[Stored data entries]
((

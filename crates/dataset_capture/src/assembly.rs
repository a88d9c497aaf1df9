//! Frame assembly and the pending-report table
//!
//! Reports land in the frame of the step that produced them. A frame is handed
//! to the consumer once the simulation has moved past it and none of its async
//! slots are still pending. Frames leave strictly in (sequence, step) order.

use std::collections::{BTreeMap, HashMap};

use contracts::{
    AnnotationHandle, AnnotationRecord, CaptureError, DefinitionId, Epoch, Frame, MetricRecord,
    PendingId, SensorHandle,
};
use serde_json::Value;

/// Position of a frame inside a simulation
#[derive(Debug, Clone, Copy, PartialEq, Eq, PartialOrd, Ord, Hash)]
pub(crate) struct FrameKey {
    pub sequence: u64,
    pub step: u64,
}

/// What an async slot resolves into
#[derive(Debug, Clone)]
pub(crate) enum SlotTarget {
    Annotation(AnnotationHandle),
    Metric {
        definition: DefinitionId,
        sensor: Option<SensorHandle>,
        annotation: Option<AnnotationHandle>,
    },
}

impl SlotTarget {
    fn kind(&self) -> &'static str {
        match self {
            Self::Annotation(_) => "annotation",
            Self::Metric { .. } => "metric",
        }
    }
}

#[derive(Debug, Clone, Copy, PartialEq, Eq)]
enum SlotState {
    Pending,
    Resolved,
}

#[derive(Debug)]
struct Slot {
    key: FrameKey,
    target: SlotTarget,
    state: SlotState,
}

#[derive(Debug)]
struct PendingFrame {
    frame: Frame,
    pending: u32,
    slots: Vec<u64>,
}

#[derive(Debug)]
pub(crate) struct FrameAssembler {
    epoch: Epoch,
    frames: BTreeMap<FrameKey, PendingFrame>,
    slots: HashMap<u64, Slot>,
    next_slot: u64,
}

impl FrameAssembler {
    pub fn new(epoch: Epoch) -> Self {
        Self {
            epoch,
            frames: BTreeMap::new(),
            slots: HashMap::new(),
            next_slot: 1,
        }
    }

    /// Frame for `key`, created on first use
    pub fn open(&mut self, key: FrameKey, frame: u64, timestamp: f64) -> &mut Frame {
        let epoch = self.epoch;
        &mut self
            .frames
            .entry(key)
            .or_insert_with(|| PendingFrame {
                frame: Frame {
                    epoch,
                    sequence: key.sequence,
                    step: key.step,
                    frame,
                    timestamp,
                    ..Default::default()
                },
                pending: 0,
                slots: Vec::new(),
            })
            .frame
    }

    /// Frame for `key` if it has not been emitted yet
    pub fn get_mut(&mut self, key: FrameKey) -> Option<&mut Frame> {
        self.frames.get_mut(&key).map(|pending| &mut pending.frame)
    }

    /// Reserve a pending slot in an open frame
    pub fn reserve(&mut self, key: FrameKey, target: SlotTarget) -> Result<PendingId, CaptureError> {
        let frame = self
            .frames
            .get_mut(&key)
            .ok_or_else(|| CaptureError::stale(target.kind(), "frame is no longer open"))?;

        let id = self.next_slot;
        self.next_slot += 1;
        frame.pending += 1;
        frame.slots.push(id);
        self.slots.insert(
            id,
            Slot {
                key,
                target,
                state: SlotState::Pending,
            },
        );
        Ok(PendingId::new(id))
    }

    /// Resolve a pending annotation slot
    pub fn resolve_annotation(&mut self, slot: PendingId, value: Value) -> Result<(), CaptureError> {
        self.resolve(slot, "annotation", value)
    }

    /// Resolve a pending metric slot
    pub fn resolve_metric(&mut self, slot: PendingId, values: Value) -> Result<(), CaptureError> {
        self.resolve(slot, "metric", values)
    }

    fn resolve(&mut self, slot: PendingId, kind: &'static str, value: Value) -> Result<(), CaptureError> {
        let id = slot.get();
        let display = format!("{}.{}", self.epoch.get(), id);

        let Some(entry) = self.slots.get_mut(&id) else {
            // Slots leave the table only after resolution
            if id > 0 && id < self.next_slot {
                return Err(CaptureError::AlreadyResolved { kind, id: display });
            }
            return Err(CaptureError::invalid_handle(kind, display));
        };

        if entry.target.kind() != kind {
            return Err(CaptureError::invalid_handle(kind, display));
        }
        if entry.state == SlotState::Resolved {
            return Err(CaptureError::AlreadyResolved { kind, id: display });
        }
        entry.state = SlotState::Resolved;

        let pending = self
            .frames
            .get_mut(&entry.key)
            .ok_or_else(|| CaptureError::stale(&display, "frame already emitted"))?;
        pending.pending = pending.pending.saturating_sub(1);

        match &entry.target {
            SlotTarget::Annotation(annotation) => pending.frame.annotations.push(AnnotationRecord {
                annotation: annotation.clone(),
                value,
            }),
            SlotTarget::Metric {
                definition,
                sensor,
                annotation,
            } => pending.frame.metrics.push(MetricRecord {
                definition: definition.clone(),
                sensor: *sensor,
                annotation: annotation.clone(),
                values: value,
            }),
        }
        Ok(())
    }

    /// Frames that precede `current` and have nothing pending, in order
    pub fn take_ready(&mut self, current: Option<FrameKey>) -> Vec<Frame> {
        let mut ready = Vec::new();
        while let Some(entry) = self.frames.first_entry() {
            let passed = current.is_none_or(|current| *entry.key() < current);
            if !passed || entry.get().pending > 0 {
                break;
            }
            let pending = entry.remove();
            for id in &pending.slots {
                self.slots.remove(id);
            }
            if !pending.frame.is_empty() {
                ready.push(pending.frame);
            }
        }
        ready
    }

    /// Every remaining frame, dropping unresolved slots
    pub fn drain(&mut self) -> (Vec<Frame>, u64) {
        let mut orphaned = 0u64;
        let mut frames = Vec::with_capacity(self.frames.len());
        for (_, mut pending) in std::mem::take(&mut self.frames) {
            pending.frame.dropped_pending = pending.pending;
            orphaned += u64::from(pending.pending);
            if !pending.frame.is_empty() || pending.pending > 0 {
                frames.push(pending.frame);
            }
        }
        self.slots.clear();
        (frames, orphaned)
    }

    pub fn is_pending(&self, slot: PendingId) -> bool {
        self.slots
            .get(&slot.get())
            .is_some_and(|entry| entry.state == SlotState::Pending)
    }

    /// Number of unresolved slots
    pub fn pending(&self) -> usize {
        self.frames.values().map(|frame| frame.pending as usize).sum()
    }

    /// Number of frames not yet emitted
    pub fn queued(&self) -> usize {
        self.frames.len()
    }
}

))

- [Required action]
Top to bottom, transcribe every line above exactly.

- [Result for this exercise]
filename crates/dataset_capture/src/assembly.rs
repository a88d9c497aaf1df9
//! Frame assembly and the pending-report table
//!
//! Reports land in the frame of the step that produced them. A frame is handed
//! to the consumer once the simulation has moved past it and none of its async
//! slots are still pending. Frames leave strictly in (sequence, step) order.

use std::collections::{BTreeMap, HashMap};

use contracts::{
    AnnotationHandle, AnnotationRecord, CaptureError, DefinitionId, Epoch, Frame, MetricRecord,
    PendingId, SensorHandle,
};
use serde_json::Value;

/// Position of a frame inside a simulation
#[derive(Debug, Clone, Copy, PartialEq, Eq, PartialOrd, Ord, Hash)]
pub(crate) struct FrameKey {
    pub sequence: u64,
    pub step: u64,
}

/// What an async slot resolves into
#[derive(Debug, Clone)]
pub(crate) enum SlotTarget {
    Annotation(AnnotationHandle),
    Metric {
        definition: DefinitionId,
        sensor: Option<SensorHandle>,
        annotation: Option<AnnotationHandle>,
    },
}

impl SlotTarget {
    fn kind(&self) -> &'static str {
        match self {
            Self::Annotation(_) => "annotation",
            Self::Metric { .. } => "metric",
        }
    }
}

#[derive(Debug, Clone, Copy, PartialEq, Eq)]
enum SlotState {
    Pending,
    Resolved,
}

#[derive(Debug)]
struct Slot {
    key: FrameKey,
    target: SlotTarget,
    state: SlotState,
}

#[derive(Debug)]
struct PendingFrame {
    frame: Frame,
    pending: u32,
    slots: Vec<u64>,
}

#[derive(Debug)]
pub(crate) struct FrameAssembler {
    epoch: Epoch,
    frames: BTreeMap<FrameKey, PendingFrame>,
    slots: HashMap<u64, Slot>,
    next_slot: u64,
}

impl FrameAssembler {
    pub fn new(epoch: Epoch) -> Self {
        Self {
            epoch,
            frames: BTreeMap::new(),
            slots: HashMap::new(),
            next_slot: 1,
        }
    }

    /// Frame for `key`, created on first use
    pub fn open(&mut self, key: FrameKey, frame: u64, timestamp: f64) -> &mut Frame {
        let epoch = self.epoch;
        &mut self
            .frames
            .entry(key)
            .or_insert_with(|| PendingFrame {
                frame: Frame {
                    epoch,
                    sequence: key.sequence,
                    step: key.step,
                    frame,
                    timestamp,
                    ..Default::default()
                },
                pending: 0,
                slots: Vec::new(),
            })
            .frame
    }

    /// Frame for `key` if it has not been emitted yet
    pub fn get_mut(&mut self, key: FrameKey) -> Option<&mut Frame> {
        self.frames.get_mut(&key).map(|pending| &mut pending.frame)
    }

    /// Reserve a pending slot in an open frame
    pub fn reserve(&mut self, key: FrameKey, target: SlotTarget) -> Result<PendingId, CaptureError> {
        let frame = self
            .frames
            .get_mut(&key)
            .ok_or_else(|| CaptureError::stale(target.kind(), "frame is no longer open"))?;

        let id = self.next_slot;
        self.next_slot += 1;
        frame.pending += 1;
        frame.slots.push(id);
        self.slots.insert(
            id,
            Slot {
                key,
                target,
                state: SlotState::Pending,
            },
        );
        Ok(PendingId::new(id))
    }

    /// Resolve a pending annotation slot
    pub fn resolve_annotation(&mut self, slot: PendingId, value: Value) -> Result<(), CaptureError> {
        self.resolve(slot, "annotation", value)
    }

    /// Resolve a pending metric slot
    pub fn resolve_metric(&mut self, slot: PendingId, values: Value) -> Result<(), CaptureError> {
        self.resolve(slot, "metric", values)
    }

    fn resolve(&mut self, slot: PendingId, kind: &'static str, value: Value) -> Result<(), CaptureError> {
        let id = slot.get();
        let display = format!("{}.{}", self.epoch.get(), id);

        let Some(entry) = self.slots.get_mut(&id) else {
            // Slots leave the table only after resolution
            if id > 0 && id < self.next_slot {
                return Err(CaptureError::AlreadyResolved { kind, id: display });
            }
            return Err(CaptureError::invalid_handle(kind, display));
        };

        if entry.target.kind() != kind {
            return Err(CaptureError::invalid_handle(kind, display));
        }
        if entry.state == SlotState::Resolved {
            return Err(CaptureError::AlreadyResolved { kind, id: display });
        }
        entry.state = SlotState::Resolved;

        let pending = self
            .frames
            .get_mut(&entry.key)
            .ok_or_else(|| CaptureError::stale(&display, "frame already emitted"))?;
        pending.pending = pending.pending.saturating_sub(1);

        match &entry.target {
            SlotTarget::Annotation(annotation) => pending.frame.annotations.push(AnnotationRecord {
                annotation: annotation.clone(),
                value,
            }),
            SlotTarget::Metric {
                definition,
                sensor,
                annotation,
            } => pending.frame.metrics.push(MetricRecord {
                definition: definition.clone(),
                sensor: *sensor,
                annotation: annotation.clone(),
                values: value,
            }),
        }
        Ok(())
    }

    /// Frames that precede `current` and have nothing pending, in order
    pub fn take_ready(&mut self, current: Option<FrameKey>) -> Vec<Frame> {
        let mut ready = Vec::new();
        while let Some(entry) = self.frames.first_entry() {
            let passed = current.is_none_or(|current| *entry.key() < current);
            if !passed || entry.get().pending > 0 {
                break;
            }
            let pending = entry.remove();
            for id in &pending.slots {
                self.slots.remove(id);
            }
            if !pending.frame.is_empty() {
                ready.push(pending.frame);
            }
        }
        ready
    }

    /// Every remaining frame, dropping unresolved slots
    pub fn drain(&mut self) -> (Vec<Frame>, u64) {
        let mut orphaned = 0u64;
        let mut frames = Vec::with_capacity(self.frames.len());
        for (_, mut pending) in std::mem::take(&mut self.frames) {
            pending.frame.dropped_pending = pending.pending;
            orphaned += u64::from(pending.pending);
            if !pending.frame.is_empty() || pending.pending > 0 {
                frames.push(pending.frame);
            }
        }
        self.slots.clear();
        (frames, orphaned)
    }

    pub fn is_pending(&self, slot: PendingId) -> bool {
        self.slots
            .get(&slot.get())
            .is_some_and(|entry| entry.state == SlotState::Pending)
    }

    /// Number of unresolved slots
    pub fn pending(&self) -> usize {
        self.frames.values().map(|frame| frame.pending as usize).sum()
    }

    /// Number of frames not yet emitted
    pub fn queued(&self) -> usize {
        self.frames.len()
    }
}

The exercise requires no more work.